# What you need to do
Return the whole listing exactly as it stands.
---------- Source data
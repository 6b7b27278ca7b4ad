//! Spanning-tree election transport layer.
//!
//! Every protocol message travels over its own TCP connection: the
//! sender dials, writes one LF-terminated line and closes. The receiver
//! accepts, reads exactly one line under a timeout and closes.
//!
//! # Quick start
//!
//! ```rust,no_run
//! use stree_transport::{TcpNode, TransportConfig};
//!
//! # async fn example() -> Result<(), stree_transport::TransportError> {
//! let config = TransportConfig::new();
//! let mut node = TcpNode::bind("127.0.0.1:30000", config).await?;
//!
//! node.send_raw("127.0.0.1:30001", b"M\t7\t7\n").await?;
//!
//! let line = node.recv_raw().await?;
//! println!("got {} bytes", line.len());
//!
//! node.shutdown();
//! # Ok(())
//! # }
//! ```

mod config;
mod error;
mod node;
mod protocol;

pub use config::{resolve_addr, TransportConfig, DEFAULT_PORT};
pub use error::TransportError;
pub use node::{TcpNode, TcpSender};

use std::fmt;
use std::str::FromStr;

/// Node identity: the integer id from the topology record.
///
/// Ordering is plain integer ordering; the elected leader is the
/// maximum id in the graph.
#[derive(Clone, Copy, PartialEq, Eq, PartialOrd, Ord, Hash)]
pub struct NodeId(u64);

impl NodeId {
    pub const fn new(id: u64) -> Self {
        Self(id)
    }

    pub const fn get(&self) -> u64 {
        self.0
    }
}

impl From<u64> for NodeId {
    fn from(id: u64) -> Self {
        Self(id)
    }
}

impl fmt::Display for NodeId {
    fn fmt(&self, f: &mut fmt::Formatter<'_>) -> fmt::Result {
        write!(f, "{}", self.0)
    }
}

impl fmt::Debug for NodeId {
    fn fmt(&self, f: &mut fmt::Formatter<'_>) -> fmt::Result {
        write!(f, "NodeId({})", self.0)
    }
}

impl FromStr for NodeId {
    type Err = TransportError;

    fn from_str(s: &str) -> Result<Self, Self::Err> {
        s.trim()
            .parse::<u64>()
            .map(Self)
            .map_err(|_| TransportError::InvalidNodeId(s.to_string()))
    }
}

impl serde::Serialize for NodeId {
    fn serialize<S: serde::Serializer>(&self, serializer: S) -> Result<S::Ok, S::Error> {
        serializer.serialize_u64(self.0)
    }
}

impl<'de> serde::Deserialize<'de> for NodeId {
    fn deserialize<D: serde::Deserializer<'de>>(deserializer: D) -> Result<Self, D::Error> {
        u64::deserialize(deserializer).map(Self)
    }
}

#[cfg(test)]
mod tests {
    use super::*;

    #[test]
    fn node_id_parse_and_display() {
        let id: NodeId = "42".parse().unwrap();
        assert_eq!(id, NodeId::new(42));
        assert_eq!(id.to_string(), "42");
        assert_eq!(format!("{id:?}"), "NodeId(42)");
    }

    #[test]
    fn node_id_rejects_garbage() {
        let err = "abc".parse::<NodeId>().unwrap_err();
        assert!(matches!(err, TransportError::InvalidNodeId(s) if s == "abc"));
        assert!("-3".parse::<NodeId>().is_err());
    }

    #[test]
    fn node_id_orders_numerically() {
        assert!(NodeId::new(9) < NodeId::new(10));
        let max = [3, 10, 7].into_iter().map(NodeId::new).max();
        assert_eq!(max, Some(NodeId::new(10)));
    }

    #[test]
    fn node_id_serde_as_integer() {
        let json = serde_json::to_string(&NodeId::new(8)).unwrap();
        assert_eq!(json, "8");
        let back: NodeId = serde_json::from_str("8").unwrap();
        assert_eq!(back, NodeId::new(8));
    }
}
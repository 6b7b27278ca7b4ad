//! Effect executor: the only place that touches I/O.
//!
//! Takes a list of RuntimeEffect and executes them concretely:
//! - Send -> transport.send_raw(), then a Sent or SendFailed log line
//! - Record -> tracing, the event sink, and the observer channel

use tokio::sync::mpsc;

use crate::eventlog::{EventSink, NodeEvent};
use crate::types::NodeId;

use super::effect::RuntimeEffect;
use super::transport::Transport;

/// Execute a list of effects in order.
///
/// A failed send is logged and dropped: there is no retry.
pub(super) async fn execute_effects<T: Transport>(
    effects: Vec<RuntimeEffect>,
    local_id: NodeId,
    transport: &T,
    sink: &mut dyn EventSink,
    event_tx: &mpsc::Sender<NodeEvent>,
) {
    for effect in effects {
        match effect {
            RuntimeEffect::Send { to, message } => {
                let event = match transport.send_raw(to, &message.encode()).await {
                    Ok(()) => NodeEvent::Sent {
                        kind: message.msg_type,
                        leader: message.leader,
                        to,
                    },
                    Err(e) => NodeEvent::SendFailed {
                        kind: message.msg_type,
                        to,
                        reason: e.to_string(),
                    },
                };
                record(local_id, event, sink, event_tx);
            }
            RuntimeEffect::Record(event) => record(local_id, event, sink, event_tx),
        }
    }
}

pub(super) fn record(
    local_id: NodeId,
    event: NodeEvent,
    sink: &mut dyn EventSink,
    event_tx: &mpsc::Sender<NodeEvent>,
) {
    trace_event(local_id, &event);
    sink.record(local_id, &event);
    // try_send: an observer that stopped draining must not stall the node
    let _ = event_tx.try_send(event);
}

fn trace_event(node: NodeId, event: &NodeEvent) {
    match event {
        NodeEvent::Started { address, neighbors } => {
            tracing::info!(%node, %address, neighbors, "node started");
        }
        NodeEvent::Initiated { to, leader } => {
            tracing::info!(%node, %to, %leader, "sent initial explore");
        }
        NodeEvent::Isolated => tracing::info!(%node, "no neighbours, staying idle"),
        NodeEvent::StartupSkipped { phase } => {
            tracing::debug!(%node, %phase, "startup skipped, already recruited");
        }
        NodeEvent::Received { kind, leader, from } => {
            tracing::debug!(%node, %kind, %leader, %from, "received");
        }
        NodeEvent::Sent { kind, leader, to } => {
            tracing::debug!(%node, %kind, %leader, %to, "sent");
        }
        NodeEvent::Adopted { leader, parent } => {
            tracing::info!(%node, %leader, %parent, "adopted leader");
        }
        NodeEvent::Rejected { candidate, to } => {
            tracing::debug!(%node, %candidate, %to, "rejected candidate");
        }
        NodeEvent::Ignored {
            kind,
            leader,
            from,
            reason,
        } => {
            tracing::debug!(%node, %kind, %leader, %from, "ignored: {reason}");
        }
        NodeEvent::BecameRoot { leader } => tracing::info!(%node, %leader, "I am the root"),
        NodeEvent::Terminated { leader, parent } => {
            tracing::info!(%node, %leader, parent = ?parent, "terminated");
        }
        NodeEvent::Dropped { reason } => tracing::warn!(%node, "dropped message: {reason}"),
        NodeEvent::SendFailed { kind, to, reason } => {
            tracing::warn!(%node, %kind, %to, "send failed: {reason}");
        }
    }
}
--------------------
# Task result
repository 6b7b27278ca7b4ad
//! Spanning-tree election transport layer.
//!
//! Every protocol message travels over its own TCP connection: the
//! sender dials, writes one LF-terminated line and closes. The receiver
//! accepts, reads exactly one line under a timeout and closes.
//!
//! # Quick start
//!
//! ```rust,no_run
//! use stree_transport::{TcpNode, TransportConfig};
//!
//! # async fn example() -> Result<(), stree_transport::TransportError> {
//! let config = TransportConfig::new();
//! let mut node = TcpNode::bind("127.0.0.1:30000", config).await?;
//!
//! node.send_raw("127.0.0.1:30001", b"M\t7\t7\n").await?;
//!
//! let line = node.recv_raw().await?;
//! println!("got {} bytes", line.len());
//!
//! node.shutdown();
//! # Ok(())
//! # }
//! ```

mod config;
mod error;
mod node;
mod protocol;

pub use config::{resolve_addr, TransportConfig, DEFAULT_PORT};
pub use error::TransportError;
pub use node::{TcpNode, TcpSender};

use std::fmt;
use std::str::FromStr;

/// Node identity: the integer id from the topology record.
///
/// Ordering is plain integer ordering; the elected leader is the
/// maximum id in the graph.
#[derive(Clone, Copy, PartialEq, Eq, PartialOrd, Ord, Hash)]
pub struct NodeId(u64);

impl NodeId {
    pub const fn new(id: u64) -> Self {
        Self(id)
    }

    pub const fn get(&self) -> u64 {
        self.0
    }
}

impl From<u64> for NodeId {
    fn from(id: u64) -> Self {
        Self(id)
    }
}

impl fmt::Display for NodeId {
    fn fmt(&self, f: &mut fmt::Formatter<'_>) -> fmt::Result {
        write!(f, "{}", self.0)
    }
}

impl fmt::Debug for NodeId {
    fn fmt(&self, f: &mut fmt::Formatter<'_>) -> fmt::Result {
        write!(f, "NodeId({})", self.0)
    }
}

impl FromStr for NodeId {
    type Err = TransportError;

    fn from_str(s: &str) -> Result<Self, Self::Err> {
        s.trim()
            .parse::<u64>()
            .map(Self)
            .map_err(|_| TransportError::InvalidNodeId(s.to_string()))
    }
}

impl serde::Serialize for NodeId {
    fn serialize<S: serde::Serializer>(&self, serializer: S) -> Result<S::Ok, S::Error> {
        serializer.serialize_u64(self.0)
    }
}

impl<'de> serde::Deserialize<'de> for NodeId {
    fn deserialize<D: serde::Deserializer<'de>>(deserializer: D) -> Result<Self, D::Error> {
        u64::deserialize(deserializer).map(Self)
    }
}

#[cfg(test)]
mod tests {
    use super::*;

    #[test]
    fn node_id_parse_and_display() {
        let id: NodeId = "42".parse().unwrap();
        assert_eq!(id, NodeId::new(42));
        assert_eq!(id.to_string(), "42");
        assert_eq!(format!("{id:?}"), "NodeId(42)");
    }

    #[test]
    fn node_id_rejects_garbage() {
        let err = "abc".parse::<NodeId>().unwrap_err();
        assert!(matches!(err, TransportError::InvalidNodeId(s) if s == "abc"));
        assert!("-3".parse::<NodeId>().is_err());
    }

    #[test]
    fn node_id_orders_numerically() {
        assert!(NodeId::new(9) < NodeId::new(10));
        let max = [3, 10, 7].into_iter().map(NodeId::new).max();
        assert_eq!(max, Some(NodeId::new(10)));
    }

    #[test]
    fn node_id_serde_as_integer() {
        let json = serde_json::to_string(&NodeId::new(8)).unwrap();
        assert_eq!(json, "8");
        let back: NodeId = serde_json::from_str("8").unwrap();
        assert_eq!(back, NodeId::new(8));
    }
}
repository 6b7b27278ca7b4ad
//! Effect executor: the only place that touches I/O.
//!
//! Takes a list of RuntimeEffect and executes them concretely:
//! - Send -> transport.send_raw(), then a Sent or SendFailed log line
//! - Record -> tracing, the event sink, and the observer channel

use tokio::sync::mpsc;

use crate::eventlog::{EventSink, NodeEvent};
use crate::types::NodeId;

use super::effect::RuntimeEffect;
use super::transport::Transport;

/// Execute a list of effects in order.
///
/// A failed send is logged and dropped: there is no retry.
pub(super) async fn execute_effects<T: Transport>(
    effects: Vec<RuntimeEffect>,
    local_id: NodeId,
    transport: &T,
    sink: &mut dyn EventSink,
    event_tx: &mpsc::Sender<NodeEvent>,
) {
    for effect in effects {
        match effect {
            RuntimeEffect::Send { to, message } => {
                let event = match transport.send_raw(to, &message.encode()).await {
                    Ok(()) => NodeEvent::Sent {
                        kind: message.msg_type,
                        leader: message.leader,
                        to,
                    },
                    Err(e) => NodeEvent::SendFailed {
                        kind: message.msg_type,
                        to,
                        reason: e.to_string(),
                    },
                };
                record(local_id, event, sink, event_tx);
            }
            RuntimeEffect::Record(event) => record(local_id, event, sink, event_tx),
        }
    }
}

pub(super) fn record(
    local_id: NodeId,
    event: NodeEvent,
    sink: &mut dyn EventSink,
    event_tx: &mpsc::Sender<NodeEvent>,
) {
    trace_event(local_id, &event);
    sink.record(local_id, &event);
    // try_send: an observer that stopped draining must not stall the node
    let _ = event_tx.try_send(event);
}

fn trace_event(node: NodeId, event: &NodeEvent) {
    match event {
        NodeEvent::Started { address, neighbors } => {
            tracing::info!(%node, %address, neighbors, "node started");
        }
        NodeEvent::Initiated { to, leader } => {
            tracing::info!(%node, %to, %leader, "sent initial explore");
        }
        NodeEvent::Isolated => tracing::info!(%node, "no neighbours, staying idle"),
        NodeEvent::StartupSkipped { phase } => {
            tracing::debug!(%node, %phase, "startup skipped, already recruited");
        }
        NodeEvent::Received { kind, leader, from } => {
            tracing::debug!(%node, %kind, %leader, %from, "received");
        }
        NodeEvent::Sent { kind, leader, to } => {
            tracing::debug!(%node, %kind, %leader, %to, "sent");
        }
        NodeEvent::Adopted { leader, parent } => {
            tracing::info!(%node, %leader, %parent, "adopted leader");
        }
        NodeEvent::Rejected { candidate, to } => {
            tracing::debug!(%node, %candidate, %to, "rejected candidate");
        }
        NodeEvent::Ignored {
            kind,
            leader,
            from,
            reason,
        } => {
            tracing::debug!(%node, %kind, %leader, %from, "ignored: {reason}");
        }
        NodeEvent::BecameRoot { leader } => tracing::info!(%node, %leader, "I am the root"),
        NodeEvent::Terminated { leader, parent } => {
            tracing::info!(%node, %leader, parent = ?parent, "terminated");
        }
        NodeEvent::Dropped { reason } => tracing::warn!(%node, "dropped message: {reason}"),
        NodeEvent::SendFailed { kind, to, reason } => {
            tracing::warn!(%node, %kind, %to, "send failed: {reason}");
        }
    }
}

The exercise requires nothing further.